(THE INPUT Opens)
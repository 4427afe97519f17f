//! # Block Registry
//!
//! The block catalog, loaded from configuration. Ids are assigned in catalog
//! order and index straight into the registry.

use std::collections::HashMap;

use super::block_side::BlockSide;
use super::block_type::{AtlasCell, BlockType, BlockTypeId, FaceModel};
use super::BlockTypeSize;
use crate::error::ConfigError;

/// Immutable lookup table from [`BlockTypeId`] and name to [`BlockType`].
#[derive(Debug, Clone)]
pub struct BlockRegistry {
    types: Vec<BlockType>,
    by_name: HashMap<String, BlockTypeId>,
}

impl BlockRegistry {
    /// Builds a registry from a catalog.
    ///
    /// # Arguments
    /// * `types` - Catalog entries; the first one gets id 0
    ///
    /// # Returns
    /// The registry, or an error if two entries share a name or the catalog
    /// does not fit in a [`BlockTypeId`].
    pub fn from_types(types: Vec<BlockType>) -> Result<Self, ConfigError> {
        if types.len() > BlockTypeSize::MAX as usize + 1 {
            return Err(ConfigError::Invalid {
                field: "block_types",
                reason: format!("{} entries exceed the id range", types.len()),
            });
        }

        let mut by_name = HashMap::with_capacity(types.len());
        for (index, block_type) in types.iter().enumerate() {
            let id = BlockTypeId(index as BlockTypeSize);
            if by_name.insert(block_type.name.clone(), id).is_some() {
                return Err(ConfigError::DuplicateBlockType(block_type.name.clone()));
            }
        }

        Ok(Self { types, by_name })
    }

    pub fn get(&self, id: BlockTypeId) -> Option<&BlockType> {
        self.types.get(id.0 as usize)
    }

    pub fn id_of(&self, name: &str) -> Option<BlockTypeId> {
        self.by_name.get(name).copied()
    }

    pub fn len(&self) -> usize {
        self.types.len()
    }

    pub fn is_empty(&self) -> bool {
        self.types.is_empty()
    }

    pub fn iter(&self) -> impl Iterator<Item = (BlockTypeId, &BlockType)> {
        self.types
            .iter()
            .enumerate()
            .map(|(index, block_type)| (BlockTypeId(index as BlockTypeSize), block_type))
    }
}

/// The built-in catalog used when a config names no block types.
///
/// Atlas layout (cells are `[u, v]`):
/// grass top `[0, 0]`, grass side `[1, 0]`, dirt `[2, 0]`, stone `[3, 0]`,
/// sand `[0, 1]`, water `[1, 1]`.
pub fn default_catalog() -> Vec<BlockType> {
    let dirt = AtlasCell::new(2, 0);
    vec![
        BlockType::empty("empty"),
        BlockType::new(
            "grass",
            FaceModel::uniform(AtlasCell::new(1, 0))
                .with_face(BlockSide::UP, AtlasCell::new(0, 0))
                .with_face(BlockSide::DOWN, dirt),
        ),
        BlockType::new("dirt", FaceModel::uniform(dirt)),
        BlockType::new("stone", FaceModel::uniform(AtlasCell::new(3, 0))),
        BlockType::new("sand", FaceModel::uniform(AtlasCell::new(0, 1))),
        BlockType::new("water", FaceModel::uniform(AtlasCell::new(1, 1)))
            .transparent(true)
            .solid(false),
    ]
}
//! # Chunk Module
//!
//! This module provides the `Chunk` struct: a fixed-size cube of blocks that is
//! the unit of generation, meshing and streaming.
//!
//! ## Storage
//!
//! A chunk owns a dense array of exactly `size³` blocks, stored with X varying
//! fastest, then Y, then Z:
//!
//! `index = x + size * y + size² * z`
//!
//! The array length and the chunk's bounds never change after construction;
//! mutation only replaces block types in place.
//!
//! ## Lifecycle
//!
//! A chunk is created unloaded. `mark_loaded` / `mark_unloaded` flip the flag
//! and report whether anything changed, so repeated loads and unloads are
//! no-ops for the caller.

pub use chunk_creation::ChunkCreationIterator;

use super::block::block_type::BlockTypeId;
use super::block::Block;
use super::coords::{ChunkCoord, VoxelCoord};
use crate::engine_state::rendering::scene::SceneHandle;

mod chunk_creation;

/// A `size × size × size` collection of blocks.
#[derive(Debug, Clone)]
pub struct Chunk {
    /// The position of this chunk in chunk coordinates (not block coordinates).
    coord: ChunkCoord,
    /// Edge length in blocks.
    size: i32,
    /// Every block of the chunk, in storage order.
    blocks: Vec<Block>,
    /// True while the chunk's geometry is installed and active.
    loaded: bool,
    /// Scene object attached by the owning thread when the chunk enters the world.
    scene: Option<SceneHandle>,
}

impl Chunk {
    /// Creates a chunk with every block set to one type.
    ///
    /// # Arguments
    /// * `coord` - The chunk coordinates of the new chunk
    /// * `size` - Edge length in blocks
    /// * `block_type` - Type given to every block
    pub fn filled(coord: ChunkCoord, size: i32, block_type: BlockTypeId) -> Self {
        ChunkCreationIterator::new(coord, size).return_chunk(block_type)
    }

    pub fn coord(&self) -> ChunkCoord {
        self.coord
    }

    pub fn size(&self) -> i32 {
        self.size
    }

    /// Absolute position of the chunk's (0, 0, 0) corner.
    pub fn origin(&self) -> VoxelCoord {
        self.coord.origin(self.size)
    }

    pub fn blocks(&self) -> &[Block] {
        &self.blocks
    }

    pub fn is_loaded(&self) -> bool {
        self.loaded
    }

    pub fn scene(&self) -> Option<SceneHandle> {
        self.scene
    }

    pub fn attach_scene(&mut self, handle: SceneHandle) {
        self.scene = Some(handle);
    }

    /// Index of a voxel in the block array, or `None` if it lies outside this chunk.
    pub fn local_index(&self, voxel: VoxelCoord) -> Option<usize> {
        let origin = self.origin();
        let (x, y, z) = (voxel.x - origin.x, voxel.y - origin.y, voxel.z - origin.z);
        let bounds = 0..self.size;
        if !(bounds.contains(&x) && bounds.contains(&y) && bounds.contains(&z)) {
            return None;
        }

        Some((x + self.size * y + self.size * self.size * z) as usize)
    }

    /// Returns the block at an absolute position, or `None` if it lies outside this chunk.
    pub fn get_block(&self, voxel: VoxelCoord) -> Option<&Block> {
        self.local_index(voxel).map(|index| &self.blocks[index])
    }

    /// Replaces the type of the block at an absolute position.
    ///
    /// # Returns
    /// `true` if the block exists in this chunk and its type changed.
    pub fn set_block_type(&mut self, voxel: VoxelCoord, block_type: BlockTypeId) -> bool {
        match self.local_index(voxel) {
            Some(index) if self.blocks[index].block_type != block_type => {
                self.blocks[index].block_type = block_type;
                true
            }
            _ => false,
        }
    }

    /// Marks the chunk loaded. Returns `false` if it already was.
    pub fn mark_loaded(&mut self) -> bool {
        !std::mem::replace(&mut self.loaded, true)
    }

    /// Marks the chunk unloaded. Returns `false` if it already was.
    pub fn mark_unloaded(&mut self) -> bool {
        std::mem::replace(&mut self.loaded, false)
    }
}

#[cfg(test)]
mod tests {
    use super::*;

    #[test]
    fn test_filled_chunk_has_full_volume() {
        let chunk = Chunk::filled(ChunkCoord::new(0, 0, 0), 4, BlockTypeId(3));

        assert_eq!(chunk.blocks().len(), 64);
        assert!(chunk.blocks().iter().all(|b| b.block_type == BlockTypeId(3)));
        assert!(!chunk.is_loaded());
    }

    #[test]
    fn test_lookup_respects_bounds() {
        let chunk = Chunk::filled(ChunkCoord::new(-1, 0, 2), 4, BlockTypeId(1));

        assert!(chunk.get_block(VoxelCoord::new(-4, 0, 8)).is_some());
        assert!(chunk.get_block(VoxelCoord::new(-1, 3, 11)).is_some());
        assert!(chunk.get_block(VoxelCoord::new(0, 0, 8)).is_none());
        assert!(chunk.get_block(VoxelCoord::new(-4, -1, 8)).is_none());
        assert_eq!(
            chunk.get_block(VoxelCoord::new(-2, 1, 9)).map(|b| b.position),
            Some(VoxelCoord::new(-2, 1, 9))
        );
    }

    #[test]
    fn test_set_block_type_reports_change() {
        let mut chunk = Chunk::filled(ChunkCoord::new(0, 0, 0), 2, BlockTypeId(0));
        let voxel = VoxelCoord::new(1, 1, 0);

        assert!(chunk.set_block_type(voxel, BlockTypeId(2)));
        assert!(!chunk.set_block_type(voxel, BlockTypeId(2)));
        assert!(!chunk.set_block_type(VoxelCoord::new(2, 0, 0), BlockTypeId(2)));
        assert_eq!(chunk.get_block(voxel).unwrap().block_type, BlockTypeId(2));
        assert_eq!(chunk.blocks().len(), 8);
    }

    #[test]
    fn test_load_and_unload_are_idempotent() {
        let mut chunk = Chunk::filled(ChunkCoord::new(0, 0, 0), 2, BlockTypeId(0));

        assert!(chunk.mark_loaded());
        assert!(!chunk.mark_loaded());
        assert!(chunk.is_loaded());
        assert!(chunk.mark_unloaded());
        assert!(!chunk.mark_unloaded());
        assert!(!chunk.is_loaded());
    }
}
(THE INPUT Closes)
◆ **YOUR OBJECTIVE**
Find each line in the listing above that contains "SceneHandle", and copy that line.

◆ **TASK ANSWER**
use crate::engine_state::rendering::scene::SceneHandle;
    scene: Option<SceneHandle>,
    pub fn scene(&self) -> Option<SceneHandle> {
    pub fn attach_scene(&mut self, handle: SceneHandle) {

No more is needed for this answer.